What are the steps involved in applying materiality in auditing?
-The steps in applying materiality include: 1) setting materiality for the financial statements as a whole, 2) setting performance materiality, 3) estimating the combined misstatement, and 4) comparing the estimated misstatements with the initial or revised materiality considerations.
What is the difference between materiality for the financial statements and performance materiality?
-Materiality for the financial statements refers to the overall significance of misstatements in the entire financial report, while performance materiality is set at a lower threshold to reduce the risk of undetected misstatements within specific segments of the audit.
What is meant by 'revised materiality' in auditing?
-Revised materiality refers to adjustments made to materiality thresholds during the course of an audit. These revisions occur as the auditor gathers more evidence and re-evaluates the financial data.
What are the two types of misstatements in auditing?
-The two types of misstatements are: 1) Known misstatements, which are quantifiable errors identified during the audit, and 2) Likely misstatements, which include errors estimated based on sampling or judgmental differences between management's and the auditor's estimates.

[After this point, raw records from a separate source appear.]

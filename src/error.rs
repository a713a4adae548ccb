use std::error::Error as StdError;

use thiserror::Error;

#[derive(Debug, Error)]
pub enum Error {
    #[error(transparent)]
    Config(#[from] ConfigError),
    #[error("i/o failure")]
    Io(#[from] std::io::Error),
    #[error("failed to encode toast view")]
    Encode(#[from] serde_json::Error),
    #[error("telemetry initialization failed: {0}")]
    Telemetry(String),
}

impl Error {
    /// The error and every source below it, joined with `": "`. Used where a
    /// single log field must carry the whole cause.
    #[must_use]
    pub fn chain(&self) -> String {
        let mut rendered = self.to_string();
        let mut source: Option<&dyn StdError> = self.source();
        while let Some(cause) = source {
            rendered.push_str(": ");
            rendered.push_str(&cause.to_string());
            source = cause.source();
        }
        rendered
    }
}

#[derive(Debug, Error)]
pub enum ConfigError {
    #[error("failed to parse configuration: {0}")]
    Parse(String),
    #[error("invalid configuration for {field}: {message}")]
    InvalidField {
        field: &'static str,
        message: String,
    },
    #[error("configuration error: {0}")]
    Other(String),
}

/// Rejected inbound payload. Never fatal: the feed logs it and moves on.
#[derive(Debug, Error)]
pub enum EventError {
    #[error("invalid showToast payload: {0}")]
    InvalidPayload(String),
}

impl From<serde_json::Error> for EventError {
    fn from(source: serde_json::Error) -> Self {
        Self::InvalidPayload(source.to_string())
    }
}

#[cfg(test)]
mod tests {
    use super::{ConfigError, Error};

    #[test]
    fn chain_keeps_io_cause() {
        let err = Error::from(std::io::Error::other("stdin closed"));
        assert_eq!(err.to_string(), "i/o failure");
        assert_eq!(err.chain(), "i/o failure: stdin closed");
    }

    #[test]
    fn chain_of_transparent_config_error_is_its_message() {
        let err = Error::from(ConfigError::Other("missing".to_string()));
        assert_eq!(err.chain(), "configuration error: missing");
    }
}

Can you explain the concept of 'projection misstatements' as discussed in the script?
-Projection misstatements refer to estimated misstatements in a population based on audit sample results. For instance, if an auditor identifies misstatements in a sample, they extrapolate these findings to the entire population to estimate the potential total misstatement.
How does materiality affect the detection of misstatements during an audit?
-Materiality affects how auditors plan their work and what areas of the financial statements they focus on. The lower the materiality threshold, the more likely it is that auditors will detect smaller misstatements. Conversely, a higher materiality threshold means fewer misstatements are considered significant.
What is an example of a material misstatement from the PT KAI case?
-An example from the PT KAI case is the misstatement of their financial results, where the company reported a profit of 6.9 billion, but after further analysis, it was revealed that PT KAI had actually incurred a loss of 63 billion. This discrepancy was due to unadjusted misstatements such as unaccounted for VAT and uncorrected inventory valuations.